A Final Report from the Office by Ms Susan File

When myself and my colleagues were informed of the imminent closure of our office and its future renovation as a restaurant, we felt that we could not let the fact go unnoticed.

Through a series of misadventures: divorce, separation and conflicts with landlords among others, seven of us had come to call our office not only our place of work, but also of sleep - home. We were not simply being turfed out of an office space but also our place of habitation and refuge, with only Percy Prittstick having a new job (and place of residence) definitely lined up.

And so during the last days of the office we decided to hold a party - inviting the outside world into our inside world - both to celebrate and commiserate a job well done.

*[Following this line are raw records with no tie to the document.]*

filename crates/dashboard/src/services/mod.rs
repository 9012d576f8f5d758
//! Collaborators the engine consumes but does not implement.
//!
//! Each concern is a `Send + Sync` trait so it can be shared with spawned
//! tasks behind an `Arc`. Async methods return boxed futures for
//! dyn-compatibility. Adapters:
//! - [`memory`]: in-process store and offline geocoder
//! - [`google`]: Google reverse-geocoding over HTTP
//! - [`media`]: filesystem-backed uploads
//! - [`device`]: fixed and user-agent based device class
//! - [`geolocation`]: fixed device position

pub mod device;
pub mod geolocation;
pub mod google;
pub mod media;
pub mod memory;

use std::future::Future;
use std::pin::Pin;
use std::sync::Arc;

use foundation::{GeoPoint, SpotId};
pub use futures_util::stream::BoxStream;

use crate::error::{GeolocationError, ServiceResult};
use crate::model::{GeocodeResult, MediaFile, NewSpot, SpotRecord};

/// Type alias for a boxed future that can be sent between threads.
pub type BoxFuture<'a, T> = Pin<Box<dyn Future<Output = T> + Send + 'a>>;

/// Remote data store holding persisted spots.
pub trait SpotStore: Send + Sync {
    fn add(&self, spot: NewSpot) -> BoxFuture<'_, ServiceResult<SpotId>>;

    fn get<'a>(&'a self, id: &'a SpotId) -> BoxFuture<'a, ServiceResult<SpotRecord>>;

    /// Live sequence of the full collection; yields the current contents
    /// first, then again after every change.
    fn stream_all(&self) -> BoxStream<'static, Vec<SpotRecord>>;
}

/// Reverse geocoding. Results are ordered nearest first.
pub trait Geocoder: Send + Sync {
    fn search(&self, point: GeoPoint) -> BoxFuture<'_, ServiceResult<Vec<GeocodeResult>>>;
}

/// Media storage; returns the storage path of the uploaded file.
pub trait MediaUploader: Send + Sync {
    fn file(&self, file: MediaFile) -> BoxFuture<'_, ServiceResult<String>>;
}

/// Device class probe. Polled synchronously whenever the layout is computed.
pub trait DeviceDetector: Send + Sync {
    fn detect_mobile(&self) -> bool;
}

/// One-shot device position query.
pub trait GeolocationProvider: Send + Sync {
    fn current_position(&self) -> BoxFuture<'_, Result<GeoPoint, GeolocationError>>;
}

/// Everything the dashboard needs from the outside world.
///
/// `geolocation` is `None` on platforms without the capability.
#[derive(Clone)]
pub struct Services {
    pub store: Arc<dyn SpotStore>,
    pub geocoder: Arc<dyn Geocoder>,
    pub uploader: Arc<dyn MediaUploader>,
    pub device: Arc<dyn DeviceDetector>,
    pub geolocation: Option<Arc<dyn GeolocationProvider>>,
}
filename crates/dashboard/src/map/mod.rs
//! Map controller: markers, click-to-create, fly-to and viewport bootstrap.
//!
//! The controller owns the [`MapSurface`] and every marker on it. It talks to
//! the rest of the dashboard only through [`MapEvent`]s and plain
//! [`GeoPoint`] values.

pub mod surface;

pub use surface::*;

use std::collections::HashMap;
use std::sync::Arc;

use foundation::{GeoPoint, MarkerId, ScreenPoint, SpotId};
use runtime::{EventBus, TaskSet};
use tokio::sync::mpsc::{self, UnboundedReceiver, UnboundedSender};
use tracing::{debug, info};

use crate::config::DashboardConfig;
use crate::error::GeolocationError;
use crate::layout::{Interaction, InteractionKind};
use crate::services::GeolocationProvider;

#[derive(Debug, Clone, PartialEq)]
pub enum MapEvent {
    /// The view was centred on the device position.
    Located(GeoPoint),
    /// The view stays on the fallback center.
    LocationUnavailable(GeolocationError),
    /// The user confirmed "add a spot here".
    PointConfirmed(GeoPoint),
    Interacted(Interaction),
    SpotClicked(SpotId),
}

/// Completion of async work started by the controller.
#[derive(Debug)]
pub enum MapMessage {
    Geolocated(Result<GeoPoint, GeolocationError>),
}

/// A persisted spot as the map sees it.
#[derive(Debug, Clone, PartialEq)]
pub struct SpotPin {
    pub id: SpotId,
    pub point: GeoPoint,
}

pub struct MapController<S> {
    surface: S,
    config: Arc<DashboardConfig>,
    spot_markers: HashMap<SpotId, (MarkerId, GeoPoint)>,
    marker_spots: HashMap<MarkerId, SpotId>,
    pending_marker: Option<(MarkerId, GeoPoint)>,
    pending_click: Option<ScreenPoint>,
    next_marker: u64,
    interaction_seq: u64,
    events: EventBus<MapEvent>,
    tasks: TaskSet,
    tx: UnboundedSender<MapMessage>,
    rx: UnboundedReceiver<MapMessage>,
}

impl<S: MapSurface> MapController<S> {
    pub fn new(surface: S, config: Arc<DashboardConfig>) -> Self {
        let (tx, rx) = mpsc::unbounded_channel();
        Self {
            surface,
            config,
            spot_markers: HashMap::new(),
            marker_spots: HashMap::new(),
            pending_marker: None,
            pending_click: None,
            next_marker: 0,
            interaction_seq: 0,
            events: EventBus::new(),
            tasks: TaskSet::new(),
            tx,
            rx,
        }
    }

    /// Shows the fallback view, then asks for the device position.
    ///
    /// The outcome arrives later as [`MapMessage::Geolocated`]; without a
    /// provider the fallback is reported immediately.
    pub fn initialize(&mut self, geolocation: Option<Arc<dyn GeolocationProvider>>) {
        self.surface
            .set_view(self.config.fallback_center, self.config.fallback_zoom);

        let Some(provider) = geolocation else {
            info!("geolocation unsupported, staying on fallback center");
            self.events
                .emit(MapEvent::LocationUnavailable(GeolocationError::Unsupported));
            return;
        };

        let timeout = self.config.geolocation_timeout;
        let tx = self.tx.clone();
        self.tasks.spawn(async move {
            let outcome = match tokio::time::timeout(timeout, provider.current_position()).await {
                Ok(outcome) => outcome,
                Err(_) => Err(GeolocationError::Timeout),
            };
            let _ = tx.send(MapMessage::Geolocated(outcome));
        });
    }

    pub async fn recv(&mut self) -> Option<MapMessage> {
        self.rx.recv().await
    }

    pub fn handle(&mut self, message: MapMessage) {
        match message {
            MapMessage::Geolocated(Ok(point)) => {
                info!(
                    "centering on device position {:.5},{:.5}",
                    point.latitude, point.longitude
                );
                self.fly_to(point, None);
                self.events.emit(MapEvent::Located(point));
            }
            MapMessage::Geolocated(Err(reason)) => {
                info!("geolocation failed ({reason}), staying on fallback center");
                self.events.emit(MapEvent::LocationUnavailable(reason));
            }
        }
    }

    /// Places one marker per spot identity. Returns how many were added.
    ///
    /// Spots already on the map are not duplicated; a spot whose coordinates
    /// changed has its marker moved.
    pub fn render_existing_spots(&mut self, spots: &[SpotPin]) -> usize {
        let mut added = 0;
        for pin in spots {
            if let Some((marker, at)) = self.spot_markers.get_mut(&pin.id) {
                if *at != pin.point {
                    *at = pin.point;
                    self.surface.move_marker(*marker, pin.point);
                }
                continue;
            }
            let marker = self.allocate_marker();
            self.surface.add_marker(marker, pin.point, MarkerKind::Spot);
            self.spot_markers.insert(pin.id.clone(), (marker, pin.point));
            self.marker_spots.insert(marker, pin.id.clone());
            added += 1;
        }
        if added > 0 {
            debug!("rendered {added} new spot marker(s)");
        }
        added
    }

    /// Tracks the click and opens the confirmation menu there.
    ///
    /// A newer click replaces the tracked one and closes the open menu first.
    pub fn on_surface_click(&mut self, at: ScreenPoint) {
        if self.pending_click.replace(at).is_some() {
            self.surface.close_menu();
        }
        self.surface.open_menu(at);
        self.on_surface_interaction(InteractionKind::Click);
    }

    /// Closes the menu and forgets the tracked click.
    pub fn dismiss_menu(&mut self) {
        if self.pending_click.take().is_some() {
            self.surface.close_menu();
        }
    }

    /// Turns the tracked click into the pending marker.
    ///
    /// Returns `None` (and does nothing) when no click is tracked.
    pub fn confirm_pending_point(&mut self) -> Option<GeoPoint> {
        let at = self.pending_click.take()?;
        self.surface.close_menu();

        let point = self.surface.container_point_to_geo(at);
        self.remove_pending_marker();
        let marker = self.allocate_marker();
        self.surface.add_marker(marker, point, MarkerKind::Pending);
        self.pending_marker = Some((marker, point));

        self.events.emit(MapEvent::PointConfirmed(point));
        self.fly_to(point, None);
        Some(point)
    }

    /// Returns `true` if a pending marker was removed.
    pub fn remove_pending_marker(&mut self) -> bool {
        match self.pending_marker.take() {
            Some((marker, _)) => {
                self.surface.remove_marker(marker);
                true
            }
            None => false,
        }
    }

    /// Animated recenter; `zoom` defaults to the current zoom.
    pub fn fly_to(&mut self, point: GeoPoint, zoom: Option<f64>) {
        let zoom = zoom
            .unwrap_or_else(|| self.surface.zoom())
            .min(self.config.max_zoom);
        self.surface.fly_to(point, zoom, self.config.fly_duration);
    }

    pub fn on_surface_interaction(&mut self, kind: InteractionKind) {
        self.interaction_seq += 1;
        self.events.emit(MapEvent::Interacted(Interaction {
            seq: self.interaction_seq,
            kind,
        }));
    }

    pub fn on_marker_click(&mut self, marker: MarkerId) {
        if let Some(spot) = self.marker_spots.get(&marker) {
            self.events.emit(MapEvent::SpotClicked(spot.clone()));
        }
    }

    pub fn invalidate_size(&mut self) {
        self.surface.invalidate_size();
    }

    pub fn surface(&self) -> &S {
        &self.surface
    }

    pub fn surface_mut(&mut self) -> &mut S {
        &mut self.surface
    }

    pub fn pending_marker(&self) -> Option<GeoPoint> {
        self.pending_marker.map(|(_, at)| at)
    }

    pub fn pending_click(&self) -> Option<ScreenPoint> {
        self.pending_click
    }

    pub fn spot_marker(&self, spot: &SpotId) -> Option<MarkerId> {
        self.spot_markers.get(spot).map(|(marker, _)| *marker)
    }

    pub fn spot_marker_count(&self) -> usize {
        self.spot_markers.len()
    }

    pub fn drain_events(&mut self) -> Vec<MapEvent> {
        self.events.drain()
    }

    /// Cancels the geolocation query and closes the menu.
    pub fn teardown(&mut self) {
        self.tasks.abort_all();
        self.dismiss_menu();
    }

    fn allocate_marker(&mut self) -> MarkerId {
        let id = MarkerId::new(self.next_marker);
        self.next_marker += 1;
        id
    }
}
use std::collections::BTreeSet;
use std::fmt;

use bytes::Bytes;
use foundation::{GeoPoint, SpotId};
use serde::{Deserialize, Serialize};

use crate::error::SubmitError;

#[derive(Debug, Copy, Clone, PartialEq, Eq, Hash, PartialOrd, Ord, Serialize, Deserialize)]
#[serde(rename_all = "lowercase")]
pub enum Difficulty {
    Low,
    Mid,
    Hard,
    Pro,
    Hammer,
}

impl Difficulty {
    pub const ALL: [Difficulty; 5] = [
        Difficulty::Low,
        Difficulty::Mid,
        Difficulty::Hard,
        Difficulty::Pro,
        Difficulty::Hammer,
    ];
}

#[derive(Debug, Copy, Clone, PartialEq, Eq, Hash, PartialOrd, Ord, Serialize, Deserialize)]
pub enum Discipline {
    #[serde(rename = "BMX")]
    Bmx,
    #[serde(rename = "skate")]
    Skate,
    #[serde(rename = "roller")]
    Roller,
}

#[derive(Debug, Copy, Clone, PartialEq, Eq, Hash, PartialOrd, Ord, Serialize, Deserialize)]
#[serde(rename_all = "lowercase")]
pub enum SpotType {
    Street,
    Park,
    Bowl,
    Dirt,
}

impl SpotType {
    pub fn label(self) -> &'static str {
        match self {
            SpotType::Street => "street",
            SpotType::Park => "park",
            SpotType::Bowl => "bowl",
            SpotType::Dirt => "dirt",
        }
    }
}

#[derive(Debug, Copy, Clone, PartialEq, Eq)]
pub enum MediaKind {
    Picture,
    Video,
}

/// A file picked by the user, not yet uploaded.
#[derive(Debug, Clone, PartialEq)]
pub struct MediaFile {
    pub name: String,
    pub content_type: Option<String>,
    pub bytes: Bytes,
}

impl MediaFile {
    pub fn new(name: impl Into<String>, bytes: impl Into<Bytes>) -> Self {
        Self {
            name: name.into(),
            content_type: None,
            bytes: bytes.into(),
        }
    }
}

#[derive(Debug, Clone, Default, PartialEq)]
pub struct DraftLocation {
    pub address: String,
    pub place_id: String,
    pub latitude: Option<f64>,
    pub longitude: Option<f64>,
}

#[derive(Debug, Clone, Default, PartialEq)]
pub struct DraftMedia {
    pub pictures: Vec<String>,
    pub videos: Vec<String>,
}

/// In-progress form state for a spot that has not been stored yet.
#[derive(Debug, Clone, Default, PartialEq)]
pub struct SpotDraft {
    pub name: String,
    pub description: String,
    pub indoor: bool,
    pub difficulty: Option<Difficulty>,
    pub spot_type: Option<SpotType>,
    pub disciplines: BTreeSet<Discipline>,
    pub location: DraftLocation,
    pub media: DraftMedia,
}

/// Required draft fields, in form order.
#[derive(Debug, Copy, Clone, PartialEq, Eq, Hash, PartialOrd, Ord)]
pub enum DraftField {
    Difficulty,
    SpotType,
    Disciplines,
    Address,
    Latitude,
    Longitude,
    Pictures,
}

impl fmt::Display for DraftField {
    fn fmt(&self, f: &mut fmt::Formatter<'_>) -> fmt::Result {
        let name = match self {
            DraftField::Difficulty => "difficulty",
            DraftField::SpotType => "type",
            DraftField::Disciplines => "disciplines",
            DraftField::Address => "address",
            DraftField::Latitude => "latitude",
            DraftField::Longitude => "longitude",
            DraftField::Pictures => "pictures",
        };
        f.write_str(name)
    }
}

impl SpotDraft {
    pub fn set_point(&mut self, point: GeoPoint) {
        self.location.latitude = Some(point.latitude);
        self.location.longitude = Some(point.longitude);
    }

    pub fn point(&self) -> Option<GeoPoint> {
        Some(GeoPoint::new(
            self.location.latitude?,
            self.location.longitude?,
        ))
    }

    pub fn missing_fields(&self) -> Vec<DraftField> {
        let mut missing = Vec::new();
        if self.difficulty.is_none() {
            missing.push(DraftField::Difficulty);
        }
        if self.spot_type.is_none() {
            missing.push(DraftField::SpotType);
        }
        if self.disciplines.is_empty() {
            missing.push(DraftField::Disciplines);
        }
        if self.location.address.trim().is_empty() {
            missing.push(DraftField::Address);
        }
        if self.location.latitude.is_none() {
            missing.push(DraftField::Latitude);
        }
        if self.location.longitude.is_none() {
            missing.push(DraftField::Longitude);
        }
        if self.media.pictures.is_empty() {
            missing.push(DraftField::Pictures);
        }
        missing
    }

    pub fn is_valid(&self) -> bool {
        self.missing_fields().is_empty()
    }

    /// The "description" step of the form: disciplines, type and difficulty.
    pub fn description_complete(&self) -> bool {
        !self.disciplines.is_empty() && self.spot_type.is_some() && self.difficulty.is_some()
    }

    /// Builds the record to store, or lists what is missing.
    pub fn validate(&self) -> Result<NewSpot, SubmitError> {
        let missing = self.missing_fields();
        let (Some(difficulty), Some(spot_type), Some(point), true) = (
            self.difficulty,
            self.spot_type,
            self.point(),
            missing.is_empty(),
        ) else {
            return Err(SubmitError::Invalid(missing));
        };

        Ok(NewSpot {
            name: self.name.trim().to_string(),
            description: self.description.trim().to_string(),
            indoor: self.indoor,
            difficulty,
            spot_type,
            disciplines: self.disciplines.clone(),
            location: Location {
                latitude: point.latitude,
                longitude: point.longitude,
                address: self.location.address.trim().to_string(),
                place_id: self.location.place_id.clone(),
            },
            pictures: self.media.pictures.clone(),
            videos: self.media.videos.clone(),
        })
    }
}

#[derive(Debug, Clone, PartialEq, Serialize, Deserialize)]
#[serde(rename_all = "camelCase")]
pub struct Location {
    pub latitude: f64,
    pub longitude: f64,
    pub address: String,
    #[serde(default)]
    pub place_id: String,
}

impl Location {
    pub fn point(&self) -> GeoPoint {
        GeoPoint::new(self.latitude, self.longitude)
    }
}

/// A validated draft, ready for the store.
#[derive(Debug, Clone, PartialEq, Serialize, Deserialize)]
#[serde(rename_all = "camelCase")]
pub struct NewSpot {
    #[serde(default)]
    pub name: String,
    #[serde(default)]
    pub description: String,
    #[serde(default)]
    pub indoor: bool,
    pub difficulty: Difficulty,
    #[serde(rename = "type")]
    pub spot_type: SpotType,
    pub disciplines: BTreeSet<Discipline>,
    pub location: Location,
    pub pictures: Vec<String>,
    #[serde(default)]
    pub videos: Vec<String>,
}

/// A spot as the store returns it.
#[derive(Debug, Clone, PartialEq, Serialize, Deserialize)]
pub struct SpotRecord {
    pub id: SpotId,
    #[serde(flatten)]
    pub spot: NewSpot,
}

impl SpotRecord {
    pub fn point(&self) -> GeoPoint {
        self.spot.location.point()
    }
}

/// One reverse-geocoding candidate; the geocoder returns them nearest first.
#[derive(Debug, Clone, PartialEq, Serialize, Deserialize)]
pub struct GeocodeResult {
    pub formatted_address: String,
    pub place_id: String,
}
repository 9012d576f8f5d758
pub mod mercator;

pub use mercator::*;
use futures_util::StreamExt;
use futures_util::stream::{self, BoxStream};
use foundation::{GeoPoint, SpotId};
use tokio::sync::watch;
use tracing::debug;
use uuid::Uuid;

use super::{BoxFuture, Geocoder, SpotStore};
use crate::error::{ServiceError, ServiceResult};
use crate::model::{GeocodeResult, NewSpot, SpotRecord};

/// Process-local spot collection with a live change feed.
pub struct MemorySpotStore {
    spots: watch::Sender<Vec<SpotRecord>>,
}

impl MemorySpotStore {
    pub fn new() -> Self {
        Self::with_spots(Vec::new())
    }

    pub fn with_spots(spots: Vec<SpotRecord>) -> Self {
        let (spots, _) = watch::channel(spots);
        Self { spots }
    }

    pub fn len(&self) -> usize {
        self.spots.borrow().len()
    }

    pub fn is_empty(&self) -> bool {
        self.len() == 0
    }

    pub fn snapshot(&self) -> Vec<SpotRecord> {
        self.spots.borrow().clone()
    }
}

impl Default for MemorySpotStore {
    fn default() -> Self {
        Self::new()
    }
}

impl SpotStore for MemorySpotStore {
    fn add(&self, spot: NewSpot) -> BoxFuture<'_, ServiceResult<SpotId>> {
        Box::pin(async move {
            let id = SpotId::new(Uuid::new_v4().to_string());
            let record = SpotRecord {
                id: id.clone(),
                spot,
            };
            self.spots.send_modify(|spots| spots.push(record));
            debug!("stored spot {id}");
            Ok(id)
        })
    }

    fn get<'a>(&'a self, id: &'a SpotId) -> BoxFuture<'a, ServiceResult<SpotRecord>> {
        Box::pin(async move {
            let found = self.spots.borrow().iter().find(|r| &r.id == id).cloned();
            found.ok_or_else(|| ServiceError::new(format!("spot {id} not found")))
        })
    }

    fn stream_all(&self) -> BoxStream<'static, Vec<SpotRecord>> {
        let rx = self.spots.subscribe();
        stream::unfold((rx, true), |(mut rx, first)| async move {
            if !first && rx.changed().await.is_err() {
                return None;
            }
            let snapshot = rx.borrow_and_update().clone();
            Some((snapshot, (rx, false)))
        })
        .boxed()
    }
}

/// Offline geocoder that formats the coordinate itself as the address.
#[derive(Debug, Default, Clone, Copy)]
pub struct CoordinateGeocoder;

impl Geocoder for CoordinateGeocoder {
    fn search(&self, point: GeoPoint) -> BoxFuture<'_, ServiceResult<Vec<GeocodeResult>>> {
        Box::pin(async move {
            Ok(vec![GeocodeResult {
                formatted_address: format!("{:.6}, {:.6}", point.latitude, point.longitude),
                place_id: String::new(),
            }])
        })
    }
}
use std::collections::BTreeMap;
use std::time::Duration;

use foundation::math::container_point_to_geo;
use foundation::{GeoPoint, MarkerId, ScreenPoint};

#[derive(Debug, Copy, Clone, PartialEq, Eq)]
pub enum MarkerKind {
    /// A persisted spot.
    Spot,
    /// The temporary marker of the draft being created.
    Pending,
}

/// The interactive map widget the controller drives.
///
/// Rendering, tiles and animation belong to the implementation; the
/// controller only issues commands and reads back the view.
pub trait MapSurface {
    fn center(&self) -> GeoPoint;

    fn zoom(&self) -> f64;

    /// Jumps without animation.
    fn set_view(&mut self, center: GeoPoint, zoom: f64);

    /// Animated recenter.
    fn fly_to(&mut self, center: GeoPoint, zoom: f64, duration: Duration);

    fn container_point_to_geo(&self, point: ScreenPoint) -> GeoPoint;

    fn add_marker(&mut self, id: MarkerId, at: GeoPoint, kind: MarkerKind);

    fn move_marker(&mut self, id: MarkerId, to: GeoPoint);

    fn remove_marker(&mut self, id: MarkerId);

    /// Opens the "add a spot here?" menu anchored at a container pixel.
    fn open_menu(&mut self, at: ScreenPoint);

    fn close_menu(&mut self);

    /// The widget does not watch its container; call after every resize.
    fn invalidate_size(&mut self);
}

#[derive(Debug, Copy, Clone, PartialEq)]
pub struct Flight {
    pub to: GeoPoint,
    pub zoom: f64,
    pub duration: Duration,
}

/// Web-Mercator map surface without a renderer.
///
/// Fly-to lands immediately; every flight is recorded for inspection. Used by
/// the headless app and in tests.
#[derive(Debug, Clone)]
pub struct HeadlessSurface {
    center: GeoPoint,
    zoom: f64,
    size: [f64; 2],
    markers: BTreeMap<MarkerId, (GeoPoint, MarkerKind)>,
    menu: Option<ScreenPoint>,
    flights: Vec<Flight>,
    invalidations: u32,
}

impl HeadlessSurface {
    pub fn new(width: f64, height: f64) -> Self {
        Self {
            center: GeoPoint::new(0.0, 0.0),
            zoom: 0.0,
            size: [width.max(1.0), height.max(1.0)],
            markers: BTreeMap::new(),
            menu: None,
            flights: Vec::new(),
            invalidations: 0,
        }
    }

    pub fn size(&self) -> [f64; 2] {
        self.size
    }

    pub fn resize(&mut self, width: f64, height: f64) {
        self.size = [width.max(1.0), height.max(1.0)];
    }

    pub fn markers(&self) -> impl Iterator<Item = (MarkerId, GeoPoint, MarkerKind)> + '_ {
        self.markers.iter().map(|(id, (at, kind))| (*id, *at, *kind))
    }

    pub fn marker_count(&self, kind: MarkerKind) -> usize {
        self.markers.values().filter(|(_, k)| *k == kind).count()
    }

    pub fn marker(&self, id: MarkerId) -> Option<(GeoPoint, MarkerKind)> {
        self.markers.get(&id).copied()
    }

    pub fn menu(&self) -> Option<ScreenPoint> {
        self.menu
    }

    pub fn flights(&self) -> &[Flight] {
        &self.flights
    }

    pub fn invalidations(&self) -> u32 {
        self.invalidations
    }
}

impl MapSurface for HeadlessSurface {
    fn center(&self) -> GeoPoint {
        self.center
    }

    fn zoom(&self) -> f64 {
        self.zoom
    }

    fn set_view(&mut self, center: GeoPoint, zoom: f64) {
        self.center = center;
        self.zoom = zoom;
    }

    fn fly_to(&mut self, center: GeoPoint, zoom: f64, duration: Duration) {
        self.flights.push(Flight {
            to: center,
            zoom,
            duration,
        });
        self.set_view(center, zoom);
    }

    fn container_point_to_geo(&self, point: ScreenPoint) -> GeoPoint {
        container_point_to_geo(point, self.center, self.zoom, self.size)
    }

    fn add_marker(&mut self, id: MarkerId, at: GeoPoint, kind: MarkerKind) {
        self.markers.insert(id, (at, kind));
    }

    fn move_marker(&mut self, id: MarkerId, to: GeoPoint) {
        if let Some((at, _)) = self.markers.get_mut(&id) {
            *at = to;
        }
    }

    fn remove_marker(&mut self, id: MarkerId) {
        self.markers.remove(&id);
    }

    fn open_menu(&mut self, at: ScreenPoint) {
        self.menu = Some(at);
    }

    fn close_menu(&mut self) {
        self.menu = None;
    }

    fn invalidate_size(&mut self) {
        self.invalidations += 1;
    }
}
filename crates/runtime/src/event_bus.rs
/// Outgoing event queue owned by a single component.
///
/// A component emits typed events while it handles a call; its owner drains
/// them afterwards and routes each one. Nothing is delivered synchronously, so
/// a component never re-enters itself or a sibling while mutating its state.
#[derive(Debug)]
pub struct EventBus<E> {
    events: Vec<E>,
}

impl<E> Default for EventBus<E> {
    fn default() -> Self {
        Self { events: Vec::new() }
    }
}

impl<E> EventBus<E> {
    pub fn new() -> Self {
        Self::default()
    }

    pub fn emit(&mut self, event: E) {
        self.events.push(event);
    }

    pub fn events(&self) -> &[E] {
        &self.events
    }

    pub fn len(&self) -> usize {
        self.events.len()
    }

    pub fn is_empty(&self) -> bool {
        self.events.is_empty()
    }

    /// Takes every pending event, oldest first.
    pub fn drain(&mut self) -> Vec<E> {
        std::mem::take(&mut self.events)
    }
}

#[cfg(test)]
mod tests {
    use super::EventBus;

    #[test]
    fn keeps_emission_order() {
        let mut bus = EventBus::new();
        bus.emit("a");
        bus.emit("b");
        assert_eq!(bus.events(), &["a", "b"]);
        assert_eq!(bus.len(), 2);
    }

    #[test]
    fn drain_clears_events() {
        let mut bus = EventBus::new();
        bus.emit(1u8);
        let drained = bus.drain();
        assert_eq!(drained, vec![1]);
        assert!(bus.is_empty());
        assert!(bus.drain().is_empty());
    }
}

The two days between the closure of the office and the proposed party were days of play, of freedom from our office serfdom, yet the continuation of confinement within the space. Without our personal desks and administrative duties we felt lost, we hadn’t a clue what to do with ourselves. The office phone had even stopped ringing (although every so often one of us would head downstairs and press the buzzer to enter the building, meaning that the intercom phone would ring, filling us all with a fuzzy sense of warmth and normality).

We whiled away the time, drawing imaginary pictures of Ricardo - the employee who sadly never was, his new job having been dissolved with the closure of the business - we also danced, badly; we listened to our favourite tunes on the radio and thought of a Picture of You, the world outside: what would you expect from our party? How would we manage to interact with normality, with representatives of the outside world from which we had retreated during our collective time of residency within our working space?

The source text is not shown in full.